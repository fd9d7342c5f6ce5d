//! Lexer for Radium
//!
//! Converts source code into a stream of tokens.

use log::{debug, trace};

use crate::frontend::token::{Token, TokenKind};
use crate::utils::LexError;

/// The lexer state
pub struct Lexer {
    /// Source code as chars
    source: Vec<char>,
    /// Current position in source
    pos: usize,
    /// Current 1-based line
    line: usize,
}

impl Lexer {
    /// Create a new lexer for the given source code
    pub fn new(source: &str) -> Self {
        Self {
            source: source.chars().collect(),
            pos: 0,
            line: 1,
        }
    }

    /// Look `offset` characters ahead without advancing
    fn peek(&self, offset: usize) -> Option<char> {
        self.source.get(self.pos + offset).copied()
    }

    /// Advance to the next character
    fn advance(&mut self) -> Option<char> {
        let c = self.peek(0);
        if c.is_some() {
            self.pos += 1;
        }
        c
    }

    /// Consume a run of characters matching `pred`
    fn read_while(&mut self, pred: impl Fn(char) -> bool) -> String {
        let mut buffer = String::new();
        while let Some(c) = self.peek(0) {
            if !pred(c) {
                break;
            }
            buffer.push(c);
            self.pos += 1;
        }
        buffer
    }

    /// Read an identifier or keyword
    fn read_word(&mut self) -> Token {
        let word = self.read_while(|c| c.is_ascii_alphabetic());
        match TokenKind::keyword_from_str(&word) {
            Some(keyword) => Token::new(keyword, self.line),
            None => Token::with_value(TokenKind::AlphaNumeric, self.line, word),
        }
    }

    /// Read a decimal integer literal
    fn read_number(&mut self) -> Token {
        let digits = self.read_while(|c| c.is_ascii_digit());
        Token::with_value(TokenKind::IntLiteral, self.line, digits)
    }

    /// Produce the next token, `Ok(None)` at end of input
    pub fn next_token(&mut self) -> Result<Option<Token>, LexError> {
        while let Some(c) = self.peek(0) {
            let kind = match c {
                c if c.is_ascii_alphabetic() => return Ok(Some(self.read_word())),
                c if c.is_ascii_digit() => return Ok(Some(self.read_number())),
                '=' => TokenKind::Equal,
                '(' => TokenKind::OpenParen,
                ')' => TokenKind::CloseParen,
                ';' => TokenKind::SemiColon,
                '\n' => {
                    self.advance();
                    self.line += 1;
                    continue;
                }
                c if c.is_whitespace() => {
                    self.advance();
                    continue;
                }
                // `+ - * /` have no grammar yet and land here too
                character => {
                    return Err(LexError {
                        character,
                        line: self.line,
                    })
                }
            };
            self.advance();
            return Ok(Some(Token::new(kind, self.line)));
        }
        Ok(None)
    }

    /// Tokenize the entire source and return all tokens
    pub fn tokenize(&mut self) -> Result<Vec<Token>, LexError> {
        let mut tokens = Vec::new();
        while let Some(token) = self.next_token()? {
            trace!("token {:?} on line {}", token.kind, token.line);
            tokens.push(token);
        }
        debug!("lexed {} tokens over {} lines", tokens.len(), self.line);
        Ok(tokens)
    }
}

/// Tokenize `source` in one pass
pub fn tokenize(source: &str) -> Result<Vec<Token>, LexError> {
    Lexer::new(source).tokenize()
}

#[cfg(test)]
mod tests {
    use super::*;
    use pretty_assertions::assert_eq;

    fn kinds(source: &str) -> Vec<TokenKind> {
        tokenize(source).unwrap().into_iter().map(|t| t.kind).collect()
    }

    #[test]
    fn test_quit_statement() {
        let tokens = tokenize("quit(0);").unwrap();
        assert_eq!(
            tokens,
            vec![
                Token::new(TokenKind::Quit, 1),
                Token::new(TokenKind::OpenParen, 1),
                Token::with_value(TokenKind::IntLiteral, 1, "0"),
                Token::new(TokenKind::CloseParen, 1),
                Token::new(TokenKind::SemiColon, 1),
            ]
        );
    }

    #[test]
    fn test_keywords() {
        assert_eq!(
            kinds("quit log let const"),
            vec![TokenKind::Quit, TokenKind::Log, TokenKind::Let, TokenKind::Const]
        );
    }

    #[test]
    fn test_identifiers() {
        let tokens = tokenize("quitter logger letx Const").unwrap();
        assert_eq!(tokens.len(), 4);
        assert!(tokens.iter().all(|t| t.kind == TokenKind::AlphaNumeric));
        assert_eq!(tokens[0].value.as_deref(), Some("quitter"));
        assert_eq!(tokens[3].value.as_deref(), Some("Const"));
    }

    #[test]
    fn test_digits_split_from_letters() {
        let tokens = tokenize("abc123").unwrap();
        assert_eq!(tokens[0], Token::with_value(TokenKind::AlphaNumeric, 1, "abc"));
        assert_eq!(tokens[1], Token::with_value(TokenKind::IntLiteral, 1, "123"));
    }

    #[test]
    fn test_integer_kept_as_text() {
        let tokens = tokenize("let big = 000123456789012345678901234567890;").unwrap();
        assert_eq!(
            tokens[3].value.as_deref(),
            Some("000123456789012345678901234567890")
        );
    }

    #[test]
    fn test_variable_declaration() {
        assert_eq!(
            kinds("let x = 5;"),
            vec![
                TokenKind::Let,
                TokenKind::AlphaNumeric,
                TokenKind::Equal,
                TokenKind::IntLiteral,
                TokenKind::SemiColon,
            ]
        );
    }

    #[test]
    fn test_line_numbers() {
        let tokens = tokenize("log(1);\n\nlet a\n= 2;\r\n  quit(0);").unwrap();
        let lines: Vec<usize> = tokens.iter().map(|t| t.line).collect();
        assert_eq!(lines, vec![1, 1, 1, 1, 1, 3, 3, 4, 4, 4, 5, 5, 5, 5, 5]);
        assert!(lines.windows(2).all(|w| w[0] <= w[1]));
    }

    #[test]
    fn test_empty_and_whitespace_only() {
        assert!(tokenize("").unwrap().is_empty());
        assert!(tokenize(" \t\n\r\n ").unwrap().is_empty());
    }

    #[test]
    fn test_lexemes_reconstruct_source() {
        let source = "let answer = 42;\nconst  k=7 ;\n\tlog ( 1 ) ;\nquit(0);";
        let rebuilt: String = tokenize(source)
            .unwrap()
            .iter()
            .map(Token::lexeme)
            .collect();
        let expected: String = source.chars().filter(|c| !c.is_whitespace()).collect();
        assert_eq!(rebuilt, expected);
    }

    #[test]
    fn test_unexpected_character() {
        let err = tokenize("log(1);\nlet x = \"a\";").unwrap_err();
        assert_eq!(err, LexError { character: '"', line: 2 });
    }

    #[test]
    fn test_arithmetic_operators_rejected() {
        for (source, character) in [("1 + 2", '+'), ("1 - 2", '-'), ("1 * 2", '*'), ("1 / 2", '/')] {
            let err = tokenize(source).unwrap_err();
            assert_eq!(err, LexError { character, line: 1 });
        }
    }

    #[test]
    fn test_non_ascii_letter_rejected() {
        let err = tokenize("\n\nlet é = 1;").unwrap_err();
        assert_eq!(err, LexError { character: 'é', line: 3 });
    }

    #[test]
    fn test_next_token_streams_until_end() {
        let mut lexer = Lexer::new("x;");
        assert_eq!(lexer.next_token().unwrap().map(|t| t.kind), Some(TokenKind::AlphaNumeric));
        assert_eq!(lexer.next_token().unwrap().map(|t| t.kind), Some(TokenKind::SemiColon));
        assert_eq!(lexer.next_token().unwrap(), None);
        assert_eq!(lexer.next_token().unwrap(), None);
    }
}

### TASK GOAL
Go through the listing above and work out how many lines contain the string "crate". Reply with the number alone.

### RESPONSE TO THE EXERCISE
2